# What to produce
Among the entries below, which lines include the string "selected"? Show each one.

BEGIN Information given

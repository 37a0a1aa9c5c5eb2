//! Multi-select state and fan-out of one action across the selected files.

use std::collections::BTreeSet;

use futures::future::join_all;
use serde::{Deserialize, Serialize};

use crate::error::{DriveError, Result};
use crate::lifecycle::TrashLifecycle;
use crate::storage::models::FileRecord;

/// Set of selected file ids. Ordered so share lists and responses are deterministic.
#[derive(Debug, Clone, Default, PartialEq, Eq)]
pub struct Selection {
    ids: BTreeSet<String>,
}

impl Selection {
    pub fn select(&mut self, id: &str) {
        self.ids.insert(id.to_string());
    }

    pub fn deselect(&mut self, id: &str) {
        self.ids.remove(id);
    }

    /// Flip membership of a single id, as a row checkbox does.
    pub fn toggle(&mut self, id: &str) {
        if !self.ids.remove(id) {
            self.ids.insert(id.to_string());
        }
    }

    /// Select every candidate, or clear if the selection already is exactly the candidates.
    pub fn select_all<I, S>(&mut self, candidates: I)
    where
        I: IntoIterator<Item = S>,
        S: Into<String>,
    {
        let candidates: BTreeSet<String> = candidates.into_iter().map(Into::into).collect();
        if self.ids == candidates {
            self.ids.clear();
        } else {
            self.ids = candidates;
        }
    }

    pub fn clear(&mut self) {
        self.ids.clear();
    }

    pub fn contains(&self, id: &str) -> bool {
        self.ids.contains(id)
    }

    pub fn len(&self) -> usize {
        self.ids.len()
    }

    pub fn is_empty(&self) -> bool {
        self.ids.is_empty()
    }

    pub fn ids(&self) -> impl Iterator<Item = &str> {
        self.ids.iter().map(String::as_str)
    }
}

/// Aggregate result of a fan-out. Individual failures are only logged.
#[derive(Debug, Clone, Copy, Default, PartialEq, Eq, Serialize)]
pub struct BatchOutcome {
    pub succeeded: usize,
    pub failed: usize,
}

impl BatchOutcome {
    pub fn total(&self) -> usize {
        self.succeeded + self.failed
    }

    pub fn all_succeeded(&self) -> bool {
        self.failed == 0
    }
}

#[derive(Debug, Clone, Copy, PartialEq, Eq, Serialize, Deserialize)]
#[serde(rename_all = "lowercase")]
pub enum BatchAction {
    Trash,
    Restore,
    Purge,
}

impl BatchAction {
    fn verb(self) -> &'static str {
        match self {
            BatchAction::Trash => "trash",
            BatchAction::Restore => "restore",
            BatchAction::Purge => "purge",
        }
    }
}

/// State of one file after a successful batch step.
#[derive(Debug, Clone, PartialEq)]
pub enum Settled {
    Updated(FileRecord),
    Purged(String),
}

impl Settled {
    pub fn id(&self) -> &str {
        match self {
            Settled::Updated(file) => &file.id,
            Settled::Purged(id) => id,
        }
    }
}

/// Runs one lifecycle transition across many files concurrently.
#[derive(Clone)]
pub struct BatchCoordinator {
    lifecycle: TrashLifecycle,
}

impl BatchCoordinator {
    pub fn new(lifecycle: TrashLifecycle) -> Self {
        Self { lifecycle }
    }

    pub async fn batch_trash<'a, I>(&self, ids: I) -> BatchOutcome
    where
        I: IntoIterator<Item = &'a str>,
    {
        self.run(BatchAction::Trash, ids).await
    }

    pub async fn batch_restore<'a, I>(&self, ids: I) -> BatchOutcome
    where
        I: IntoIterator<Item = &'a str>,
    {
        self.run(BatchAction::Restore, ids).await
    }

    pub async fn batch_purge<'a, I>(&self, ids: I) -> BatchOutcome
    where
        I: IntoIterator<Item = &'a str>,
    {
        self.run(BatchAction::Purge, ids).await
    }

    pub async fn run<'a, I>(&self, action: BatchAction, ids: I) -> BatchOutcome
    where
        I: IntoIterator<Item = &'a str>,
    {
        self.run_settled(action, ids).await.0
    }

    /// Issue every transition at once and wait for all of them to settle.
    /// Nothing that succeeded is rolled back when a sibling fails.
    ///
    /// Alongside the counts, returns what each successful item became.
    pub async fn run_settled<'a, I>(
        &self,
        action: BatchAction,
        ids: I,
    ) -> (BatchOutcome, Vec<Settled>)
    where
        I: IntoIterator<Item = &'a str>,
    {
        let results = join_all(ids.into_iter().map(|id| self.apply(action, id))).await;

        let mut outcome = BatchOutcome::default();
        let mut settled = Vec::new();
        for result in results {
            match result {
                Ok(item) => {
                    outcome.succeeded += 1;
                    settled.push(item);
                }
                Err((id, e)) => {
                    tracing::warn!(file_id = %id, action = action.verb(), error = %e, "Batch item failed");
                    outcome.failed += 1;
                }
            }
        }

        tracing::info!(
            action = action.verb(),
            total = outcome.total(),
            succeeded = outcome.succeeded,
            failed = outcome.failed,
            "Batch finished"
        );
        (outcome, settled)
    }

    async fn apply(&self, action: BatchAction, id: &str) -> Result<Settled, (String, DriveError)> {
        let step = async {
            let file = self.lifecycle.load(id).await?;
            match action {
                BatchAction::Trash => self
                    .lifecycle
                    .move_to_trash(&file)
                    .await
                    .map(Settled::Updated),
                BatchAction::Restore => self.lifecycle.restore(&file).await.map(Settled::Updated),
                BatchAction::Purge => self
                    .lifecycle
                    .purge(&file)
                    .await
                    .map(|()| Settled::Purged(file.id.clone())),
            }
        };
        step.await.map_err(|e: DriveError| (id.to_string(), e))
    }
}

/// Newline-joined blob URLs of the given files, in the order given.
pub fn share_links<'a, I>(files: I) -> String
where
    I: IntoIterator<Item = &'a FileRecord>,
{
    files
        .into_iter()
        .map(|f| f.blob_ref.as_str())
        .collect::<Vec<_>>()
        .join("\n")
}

END Information given
BEGIN Information given

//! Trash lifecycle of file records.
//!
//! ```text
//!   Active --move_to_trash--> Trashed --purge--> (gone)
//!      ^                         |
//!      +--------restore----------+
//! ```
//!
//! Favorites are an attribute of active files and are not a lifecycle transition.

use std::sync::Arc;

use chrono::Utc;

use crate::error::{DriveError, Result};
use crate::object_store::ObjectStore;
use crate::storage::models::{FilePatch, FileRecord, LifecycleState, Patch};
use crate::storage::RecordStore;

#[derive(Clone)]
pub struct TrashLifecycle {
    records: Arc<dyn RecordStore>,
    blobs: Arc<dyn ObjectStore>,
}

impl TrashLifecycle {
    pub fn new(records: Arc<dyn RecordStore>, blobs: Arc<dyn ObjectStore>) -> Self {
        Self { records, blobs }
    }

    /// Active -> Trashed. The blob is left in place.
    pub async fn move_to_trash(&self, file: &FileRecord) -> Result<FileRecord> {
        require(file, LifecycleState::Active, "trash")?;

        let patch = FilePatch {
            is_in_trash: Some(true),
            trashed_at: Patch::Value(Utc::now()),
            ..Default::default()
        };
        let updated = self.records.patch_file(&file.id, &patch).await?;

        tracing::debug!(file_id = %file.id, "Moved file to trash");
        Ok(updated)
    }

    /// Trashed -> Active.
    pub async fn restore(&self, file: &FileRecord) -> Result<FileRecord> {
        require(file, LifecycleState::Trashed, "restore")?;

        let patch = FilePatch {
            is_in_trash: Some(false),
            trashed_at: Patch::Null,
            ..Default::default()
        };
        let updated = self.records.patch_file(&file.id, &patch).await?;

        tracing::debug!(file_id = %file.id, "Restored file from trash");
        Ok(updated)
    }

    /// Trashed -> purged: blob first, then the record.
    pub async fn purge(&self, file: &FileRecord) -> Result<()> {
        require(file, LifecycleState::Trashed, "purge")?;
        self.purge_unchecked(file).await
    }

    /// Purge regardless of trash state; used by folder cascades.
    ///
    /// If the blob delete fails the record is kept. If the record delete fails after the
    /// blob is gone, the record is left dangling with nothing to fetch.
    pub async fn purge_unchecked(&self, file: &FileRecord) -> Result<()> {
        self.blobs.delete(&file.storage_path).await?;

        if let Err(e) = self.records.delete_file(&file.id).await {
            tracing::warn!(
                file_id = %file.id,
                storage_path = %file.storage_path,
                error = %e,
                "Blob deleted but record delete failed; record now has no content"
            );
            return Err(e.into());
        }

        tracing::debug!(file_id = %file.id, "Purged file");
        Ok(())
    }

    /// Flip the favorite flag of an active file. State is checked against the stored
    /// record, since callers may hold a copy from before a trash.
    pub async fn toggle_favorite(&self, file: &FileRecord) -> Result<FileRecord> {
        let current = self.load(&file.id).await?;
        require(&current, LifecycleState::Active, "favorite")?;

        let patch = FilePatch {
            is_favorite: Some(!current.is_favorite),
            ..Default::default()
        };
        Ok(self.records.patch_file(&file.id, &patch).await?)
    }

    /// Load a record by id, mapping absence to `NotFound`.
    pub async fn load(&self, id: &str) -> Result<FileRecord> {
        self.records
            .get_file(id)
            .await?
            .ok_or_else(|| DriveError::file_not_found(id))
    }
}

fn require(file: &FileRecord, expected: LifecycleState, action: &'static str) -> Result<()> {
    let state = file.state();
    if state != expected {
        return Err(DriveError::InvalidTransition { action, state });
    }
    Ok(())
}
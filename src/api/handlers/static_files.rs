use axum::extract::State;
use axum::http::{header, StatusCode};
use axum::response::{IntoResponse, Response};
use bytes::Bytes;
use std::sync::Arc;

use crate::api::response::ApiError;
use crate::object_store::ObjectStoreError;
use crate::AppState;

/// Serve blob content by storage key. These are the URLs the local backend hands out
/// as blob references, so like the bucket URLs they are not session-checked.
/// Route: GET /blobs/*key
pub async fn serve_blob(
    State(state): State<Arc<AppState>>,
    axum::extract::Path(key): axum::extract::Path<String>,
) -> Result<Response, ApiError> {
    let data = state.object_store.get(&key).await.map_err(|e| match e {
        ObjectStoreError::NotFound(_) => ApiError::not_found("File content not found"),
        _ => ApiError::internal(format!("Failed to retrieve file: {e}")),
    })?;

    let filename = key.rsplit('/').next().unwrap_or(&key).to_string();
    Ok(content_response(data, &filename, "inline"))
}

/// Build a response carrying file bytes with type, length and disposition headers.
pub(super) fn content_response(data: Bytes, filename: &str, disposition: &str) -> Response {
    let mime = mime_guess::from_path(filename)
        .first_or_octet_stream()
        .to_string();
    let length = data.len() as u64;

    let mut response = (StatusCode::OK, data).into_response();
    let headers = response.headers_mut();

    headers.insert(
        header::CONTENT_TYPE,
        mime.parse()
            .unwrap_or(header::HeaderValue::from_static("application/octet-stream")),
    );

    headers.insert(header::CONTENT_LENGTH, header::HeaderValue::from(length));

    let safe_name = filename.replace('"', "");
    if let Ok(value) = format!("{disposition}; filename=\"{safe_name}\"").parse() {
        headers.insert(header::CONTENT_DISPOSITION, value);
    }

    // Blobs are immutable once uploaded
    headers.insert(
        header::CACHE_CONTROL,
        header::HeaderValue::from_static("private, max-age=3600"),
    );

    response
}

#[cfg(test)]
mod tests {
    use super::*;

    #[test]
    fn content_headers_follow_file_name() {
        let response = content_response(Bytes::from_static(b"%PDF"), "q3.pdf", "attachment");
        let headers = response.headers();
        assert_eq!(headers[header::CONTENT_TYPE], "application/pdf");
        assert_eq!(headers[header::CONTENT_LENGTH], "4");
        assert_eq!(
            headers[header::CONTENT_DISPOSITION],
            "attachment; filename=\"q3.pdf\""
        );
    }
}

END Information given

# Exercise solution
//! Multi-select state and fan-out of one action across the selected files.
/// Set of selected file ids. Ordered so share lists and responses are deterministic.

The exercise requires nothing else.